On Thursday, UBS adjusted its outlook on E2open Parent Holdings (NYSE:ETWO) shares, reducing the price target to $4.20 from the previous $4.50 while maintaining a Neutral rating on the company's stock.
The revision follows E2open's reported revenue miss for the first quarter of fiscal year 2025. E2open's subscription revenue growth fell short by 2.6%, slightly below the midpoint of their guidance, and professional services revenue came in at $19.8 million, which was below the expected $23 million. This shortfall was attributed to an increase in non-billable professional services work during the quarter.
Despite the lower than anticipated revenues, E2open has reiterated its full-year revenue guidance for fiscal year 2025, suggesting a forecasted acceleration in sequential revenue growth in the second half of the year.
The company anticipates improvements in customer churn and retention as the year progresses, with churn rates having peaked in the first quarter.

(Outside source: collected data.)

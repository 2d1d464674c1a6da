//! SignatureExtractor - one graph in, one signature row out

use std::path::Path;
use tracing::debug;

use crate::features::graph_parsing::{GraphParseError, GraphParser, PropertyGraph, Vertex};
use crate::features::signature::domain::{
    contains_any, is_dangerous, CweCategory, Signature, ALLOC_CALLS, FREE_CALLS,
};
use crate::shared::constants::labels::{AST, CDG, CFG, CONTROL_STRUCTURE, METHOD, REACHING_DEF};
use crate::shared::constants::properties::{CONTROL_STRUCTURE_TYPE, FULL_NAME, NAME};

/// Computes structural signatures of code property graphs
#[derive(Debug, Clone, Copy, Default)]
pub struct SignatureExtractor;

impl SignatureExtractor {
    pub fn new() -> Self {
        Self
    }

    /// Signature of a graph; `None` for a graph without vertices.
    ///
    /// `instance_id` is left empty, see [`Self::extract_file`].
    pub fn extract(&self, graph: &PropertyGraph) -> Option<Signature> {
        let n = graph.vertex_count();
        if n == 0 {
            return None;
        }
        let e = graph.edge_count();

        let mut sig = Signature {
            num_nodes: n,
            num_edges: e,
            density: e as f64 / (n * (n - 1)).max(1) as f64,
            avg_degree: 2.0 * e as f64 / n as f64,
            is_flat_cpg: graph.is_flat(),
            ..Default::default()
        };

        for vertex in graph.vertices() {
            match vertex.label.as_str() {
                CONTROL_STRUCTURE => count_control(&mut sig, vertex),
                METHOD => count_method(&mut sig, vertex),
                _ => {}
            }
        }
        sig.cyclomatic_complexity = sig.loop_count + sig.conditional_count + 1;

        let edge_types = graph.edge_histogram();
        sig.reaching_def_edges = edge_types.get(REACHING_DEF);
        sig.cfg_edges = edge_types.get(CFG);
        sig.cdg_edges = edge_types.get(CDG);
        sig.ast_edges = edge_types.get(AST);

        Some(sig)
    }

    /// Load a graph file and extract its signature, using the file stem as
    /// `instance_id`.
    pub fn extract_file(&self, path: &Path) -> Result<Option<Signature>, GraphParseError> {
        let graph = GraphParser::load(path)?;
        let signature = self.extract(&graph).map(|mut sig| {
            sig.instance_id = instance_id(path);
            sig
        });
        if signature.is_none() {
            debug!(path = %path.display(), "empty graph, no signature");
        }
        Ok(signature)
    }
}

/// File stem of a graph path
pub fn instance_id(path: &Path) -> String {
    path.file_stem()
        .map(|stem| stem.to_string_lossy().into_owned())
        .unwrap_or_default()
}

fn count_control(sig: &mut Signature, vertex: &Vertex) {
    let kind = vertex
        .property_text(CONTROL_STRUCTURE_TYPE)
        .unwrap_or_default()
        .to_uppercase();
    match kind.as_str() {
        "FOR" | "WHILE" | "DO" => sig.loop_count += 1,
        "IF" | "SWITCH" => sig.conditional_count += 1,
        _ => {}
    }
}

fn count_method(sig: &mut Signature, vertex: &Vertex) {
    let name = vertex
        .property_text(NAME)
        .or_else(|| vertex.property_text(FULL_NAME))
        .unwrap_or_default()
        .to_lowercase();
    if name.is_empty() {
        return;
    }

    for category in CweCategory::ALL {
        if category.matches(&name) {
            *sig.category_count_mut(category) += 1;
        }
    }
    if contains_any(&name, ALLOC_CALLS) {
        sig.malloc_calls += 1;
        sig.memory_ops += 1;
    }
    if contains_any(&name, FREE_CALLS) {
        sig.free_calls += 1;
        sig.memory_ops += 1;
    }
    if is_dangerous(&name) {
        sig.total_dangerous_calls += 1;
    }
}

#[cfg(test)]
mod tests {
    use super::*;
    use crate::features::graph_parsing::{Edge, PropertyValue};
    use pretty_assertions::assert_eq;

    fn method(id: i64, name: &str) -> Vertex {
        Vertex::new(id, METHOD).with_property(NAME, PropertyValue::from(name))
    }

    fn control(id: i64, kind: &str) -> Vertex {
        Vertex::new(id, CONTROL_STRUCTURE)
            .with_property(CONTROL_STRUCTURE_TYPE, PropertyValue::from(kind))
    }

    #[test]
    fn test_empty_graph_has_no_signature() {
        assert!(SignatureExtractor::new().extract(&PropertyGraph::new()).is_none());
    }

    #[test]
    fn test_counts() {
        let mut graph = PropertyGraph::new();
        let a = graph.insert_vertex(method(1, "kfree"));
        let b = graph.insert_vertex(method(2, "kmalloc"));
        let c = graph.insert_vertex(control(3, "while"));
        let d = graph.insert_vertex(control(4, "IF"));
        graph.add_edge(a, b, Edge::new(CFG));
        graph.add_edge(b, c, Edge::new(AST));
        graph.add_edge(c, d, Edge::new(REACHING_DEF));

        let sig = SignatureExtractor::new().extract(&graph).unwrap();
        assert_eq!(sig.num_nodes, 4);
        assert_eq!(sig.num_edges, 3);
        assert!((sig.density - 3.0 / 12.0).abs() < 1e-12);
        assert!((sig.avg_degree - 1.5).abs() < 1e-12);
        assert_eq!(sig.loop_count, 1);
        assert_eq!(sig.conditional_count, 1);
        assert_eq!(sig.cyclomatic_complexity, 3);
        assert_eq!(sig.use_after_free_calls, 1);
        assert_eq!(sig.info_disclosure_calls, 1);
        assert_eq!(sig.resource_leak_calls, 1);
        assert_eq!(sig.null_deref_calls, 1);
        assert_eq!(sig.malloc_calls, 1);
        assert_eq!(sig.free_calls, 1);
        assert_eq!(sig.memory_ops, 2);
        assert_eq!(sig.total_dangerous_calls, 2);
        assert_eq!((sig.cfg_edges, sig.ast_edges, sig.reaching_def_edges, sig.cdg_edges), (1, 1, 1, 0));
        assert!(!sig.is_flat_cpg);
    }

    #[test]
    fn test_full_name_fallback() {
        let mut graph = PropertyGraph::new();
        graph.insert_vertex(
            Vertex::new(1, METHOD).with_property(FULL_NAME, PropertyValue::from("mutex_lock")),
        );
        let sig = SignatureExtractor::new().extract(&graph).unwrap();
        assert_eq!(sig.race_condition_calls, 1);
        // single vertex: n·(n−1) = 0
        assert_eq!(sig.density, 0.0);
    }

    #[test]
    fn test_instance_id_is_file_stem() {
        assert_eq!(instance_id(Path::new("/tmp/CVE-2021-1_vuln.json")), "CVE-2021-1_vuln");
    }
}
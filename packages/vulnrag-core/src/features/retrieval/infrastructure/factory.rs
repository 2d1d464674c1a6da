//! Embedding provider and cache assembly from configuration

use std::sync::Arc;
use tracing::{info, warn};
use vulnrag_storage::{EmbeddingCache, InMemoryEmbeddingCache, JsonFileEmbeddingCache, StorageError};

use crate::config::{CacheBackend, CacheConfig, EmbeddingConfig};
use crate::features::retrieval::infrastructure::cached_embedder::CachedEmbedder;
use crate::features::retrieval::infrastructure::unavailable_embedder::UnavailableEmbedder;
use crate::features::retrieval::ports::EmbeddingProvider;

/// Open the configured cache backend
pub fn open_cache(config: &CacheConfig) -> Result<Arc<dyn EmbeddingCache>, StorageError> {
    let path = || {
        config
            .path
            .as_ref()
            .ok_or_else(|| StorageError::config("cache.path is required for persistent backends"))
    };

    let cache: Arc<dyn EmbeddingCache> = match config.backend {
        CacheBackend::Memory => Arc::new(InMemoryEmbeddingCache::new()),
        CacheBackend::Json => Arc::new(JsonFileEmbeddingCache::open(path()?, config.flush_every)?),
        #[cfg(feature = "sqlite")]
        CacheBackend::Sqlite => Arc::new(vulnrag_storage::SqliteEmbeddingCache::new(path()?)?),
        #[cfg(not(feature = "sqlite"))]
        CacheBackend::Sqlite => {
            return Err(StorageError::config(
                "sqlite cache backend requires the `sqlite` feature",
            ))
        }
    };
    info!(backend = cache.backend_name(), "embedding cache ready");
    Ok(cache)
}

/// Network provider when available, otherwise one that always fails
/// (queries then run with degraded embeddings)
#[cfg(feature = "openai")]
pub fn base_provider(config: &EmbeddingConfig) -> Box<dyn EmbeddingProvider> {
    match super::openai::OpenAiEmbedder::from_config(config) {
        Ok(provider) => Box::new(provider),
        Err(e) => {
            warn!(error = %e, "embedding provider unavailable");
            Box::new(UnavailableEmbedder::new(config.dimension, e.to_string()))
        }
    }
}

#[cfg(not(feature = "openai"))]
pub fn base_provider(config: &EmbeddingConfig) -> Box<dyn EmbeddingProvider> {
    warn!("built without the `openai` feature, embeddings disabled");
    Box::new(UnavailableEmbedder::new(
        config.dimension,
        "built without the `openai` feature",
    ))
}

/// Cached provider plus a handle on its cache for flushing
pub fn cached_provider(
    embedding: &EmbeddingConfig,
    cache: &CacheConfig,
) -> Result<(Box<dyn EmbeddingProvider>, Arc<dyn EmbeddingCache>), StorageError> {
    let cache = open_cache(cache)?;
    let provider = CachedEmbedder::new(base_provider(embedding), Arc::clone(&cache));
    Ok((Box::new(provider), cache))
}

Additionally, E2open is investing in its challenged clients to bolster retention rates.
UBS's stance remains cautious, suggesting that the current outlook from E2open leaves little margin for additional macroeconomic downturns or further execution mishaps. The professional services revenue miss indicates that E2open may still be grappling with operational challenges.
UBS's position reflects a wait-and-see approach, as the firm advises patience and opts to remain on the sidelines for the time being. The reaffirmation of a Neutral rating indicates a watchful but not bullish posture on E2open's stock.
In other recent news, E2open Parent Holdings Inc. has maintained its full-year guidance for fiscal year 2025, despite experiencing some delays in deal closures during the first quarter.
The company has expressed confidence in its ability to improve churn and accelerate bookings throughout the year. E2open has exceeded its internal Annual Recurring Revenue (ARR) retention targets for Q1 FY '25 and aims for further reductions in churn.
The company's full-year subscription revenue is projected to be between $532 million and $542 million, with total revenue for FY '25 expected to be within $630 million to $645 million. Also, the company is progressing with a strategic review that was announced in March.
Despite the delays in Q1 deal closures, which resulted in lighter subscription bookings, E2open managed to close nearly half of the delayed Q1 deals in Q2. The company anticipates a decrease in churn over the next three quarters, leading to normalized levels by Q4. These are some of the recent developments in E2open's business operations.
InvestingPro Insights
As E2open Parent Holdings (NYSE:ETWO) navigates through its fiscal challenges, the data from InvestingPro provides a nuanced view of the company's financial health. With a market capitalization of approximately $1.5 billion and a Price to Book ratio close to parity at 1.01, ETWO presents a tangible book value that might attract certain investors. Analysts on InvestingPro are keeping a close watch on the company's performance, noting that although ETWO has not been profitable over the last twelve months, there is an expectation of profitability within this year. This aligns with E2open's own projections of an uptick in revenue growth in the latter half of fiscal year 2025.
InvestingPro Tips indicate that ETWO does not distribute dividends, which could be a factor for income-focused investors to consider. Additionally, the company has shown a Revenue Growth decline of -2.71% in the last twelve months as of Q4 2024, which may raise concerns about its ability to meet future revenue guidance. Despite these challenges, the Gross Profit Margin remains robust at 66.17%, suggesting that E2open maintains a strong core profitability on its services when it does generate revenue.